Ali: Sure, the warehouse district is a growing community. We expect for more housing to take place there, more residents will live there. It's very exciting, with the numbers of properties that are being purchased within the Warehouse District; if you want property within the Warehouse District, you’d better get it now, because it's going pretty fast. But those residents, again, that's where they live (and) that's where they spend much of their time. So at the same time that they want elements of recreation (and) they want elements of entertainment, they don't want loud noise or parties taking place really late into the morning hours. So what we received is a recommendation not to have 4 o'clock (liquor) licenses there, and those 4 o'clock licenses will still take place in the Central Business District and other areas.
How important is it for the city to see that Warehouse District continue to be revitalized?
Ali: It's extremely important. It's really in the center of downtown. Again, it's appealing to people of all ages. It's near the Riverfront. There's many amenities coming, and again, we hope to have passenger rail there to make it accessible for people to go and come more easily to different parts of our state and our country.
Since you brought up the passenger rail, can you give us an update on where those discussions stand with that right now?

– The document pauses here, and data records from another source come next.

//! GridRunner State Library
//!
//! This crate provides room, board and turn state for GridRunner, a
//! turn-based elimination game for 2-4 players on a 16x16 grid.
//!
//! # Overview
//!
//! - **Rooms** - Players gather in a room; the first member is its master.
//!   Join order decides spawn corner and turn order.
//!
//! - **Matches** - Players take turns submitting paths of orthogonal steps.
//!   Stepping onto another player's cell eliminates them and ends the turn.
//!   The last player standing wins.
//!
//! - **Registry** - Matches are looked up by player. Turns on one match are
//!   serialized; different matches run independently.
//!
//! # Design Principles
//!
//! 1. **State machines validate transitions** - Invalid changes are rejected
//!    with typed errors and leave state untouched.
//!
//! 2. **Compute, then commit** - Turns and roster changes are computed on a
//!    copy and stored only when they succeed.
//!
//! 3. **No networking** - This crate is pure state, no HTTP or storage engine.
//!
//! 4. **Serialization-ready** - All types can be converted to JSON for clients.
//!
//! # Example
//!
//! ```rust
//! use gridrunner_state::{Arena, Coordinate, EngineConfig};
//!
//! let arena = Arena::new(EngineConfig::default()).unwrap();
//!
//! let alice = arena.register_player("Alice");
//! let bob = arena.register_player("Bob");
//!
//! let room = arena.create_room(&alice.id).unwrap();
//! arena.join_room(&room.id, &bob.id).unwrap();
//!
//! let snapshot = arena.start_match(&room.id).unwrap();
//! assert_eq!(snapshot.current_actor, alice.id);
//!
//! let outcome = arena
//!     .apply_turn(&alice.id, &[Coordinate::new(1, 1), Coordinate::new(1, 2)])
//!     .unwrap();
//! assert_eq!(outcome.next_actor, bob.id);
//! ```

pub mod state;

// Re-export everything from state module at crate root
pub use state::*;
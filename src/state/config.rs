//! Engine configuration.

use serde::{Deserialize, Serialize};

use super::board::{BOARD_HEIGHT, BOARD_WIDTH, MAX_SPAWNS};

/// Maximum players per room.
pub const MAX_ROOM_PLAYERS: usize = 4;

/// Minimum players needed to start a match.
pub const MIN_MATCH_PLAYERS: usize = 2;

/// Tunables shared by every room and match the engine creates.
#[derive(Debug, Clone, PartialEq, Eq, Serialize, Deserialize)]
#[serde(default)]
pub struct EngineConfig {
    pub board_width: usize,
    pub board_height: usize,
    pub room_capacity: usize,
    pub min_players: usize,
    /// Require every room member to be ready before a match can start.
    pub require_ready: bool,
}

impl Default for EngineConfig {
    fn default() -> Self {
        Self {
            board_width: BOARD_WIDTH,
            board_height: BOARD_HEIGHT,
            room_capacity: MAX_ROOM_PLAYERS,
            min_players: MIN_MATCH_PLAYERS,
            require_ready: false,
        }
    }
}

impl EngineConfig {
    /// Parse and validate a JSON config. Missing fields take defaults.
    pub fn from_json(raw: &str) -> Result<Self, ConfigError> {
        let config: Self = serde_json::from_str(raw)?;
        config.validate()?;
        Ok(config)
    }

    pub fn validate(&self) -> Result<(), ConfigError> {
        if self.board_width < 2 || self.board_height < 2 {
            return Err(ConfigError::BoardTooSmall {
                width: self.board_width,
                height: self.board_height,
            });
        }
        if self.room_capacity > MAX_SPAWNS {
            return Err(ConfigError::CapacityTooLarge(self.room_capacity));
        }
        if self.min_players < MIN_MATCH_PLAYERS || self.min_players > self.room_capacity {
            return Err(ConfigError::InvalidMinPlayers {
                min: self.min_players,
                capacity: self.room_capacity,
            });
        }
        Ok(())
    }
}

/// Configuration errors.
#[derive(Debug, thiserror::Error)]
pub enum ConfigError {
    #[error("Board {width}x{height} is too small")]
    BoardTooSmall { width: usize, height: usize },
    #[error("Room capacity {0} exceeds the 4 spawn corners")]
    CapacityTooLarge(usize),
    #[error("Minimum players {min} must be at least 2 and at most capacity {capacity}")]
    InvalidMinPlayers { min: usize, capacity: usize },
    #[error("Malformed config: {0}")]
    Parse(#[from] serde_json::Error),
}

Ali: Yes, I'm very excited at the progress that we've made. We have a feasibility study that's been a financed that's taking place. We had a three-hour work group meeting with our consultants and our Peoria leadership team for passenger rail. And that study will end by March 31, (then) we're going to introduce a what's called an interest survey to the community – community-wide, region-wide, MSA (metropolitan statistical area)-wide – to ask people: “Are you interested in riding a train from Peoria? Where would you be interested in going? Chicago? St. Louis? Indianapolis? Connecting to other cities?” So that interest survey will go out throughout the community. From there, they are actually … we're looking at two corridors, one going east to west, one north to south. Chicago is a key factor, a key connecting point because it connects you to all other places within the country.
So I'm very excited (with) where we are; they're looking at the track, and what kind of costs are associated. So the consultants by March 31 will identify what is associated with each of those corridors, and we’ll be able to figure out which is the most appealing. We're also looking at a station, where we put a station? We have $50,000 provided through a grant for Tri-County Regional Planning, and we're looking at where is the most feasible place to put a train station in Peoria.
Have you thought of any places that you might see that would work best?
Ali: We believe downtown is the best location. There's many entities or buildings that are on the waterfront there. There's the post office; that might be a consideration if it were to locate somewhere else. But there's other facilities along that same pathway.
What does the city want to do with the Gateway Building? Is exploring a sale or different uses as a possibility?
Ali: We are exploring different uses, and still open to possibly selling that building if there's a good buyer. We may share the space; keep some of the space for the city and rent some of the space out (like) the ballroom area. There's a lot of upgrades that are needed within the facility, so we're just not sure at this point.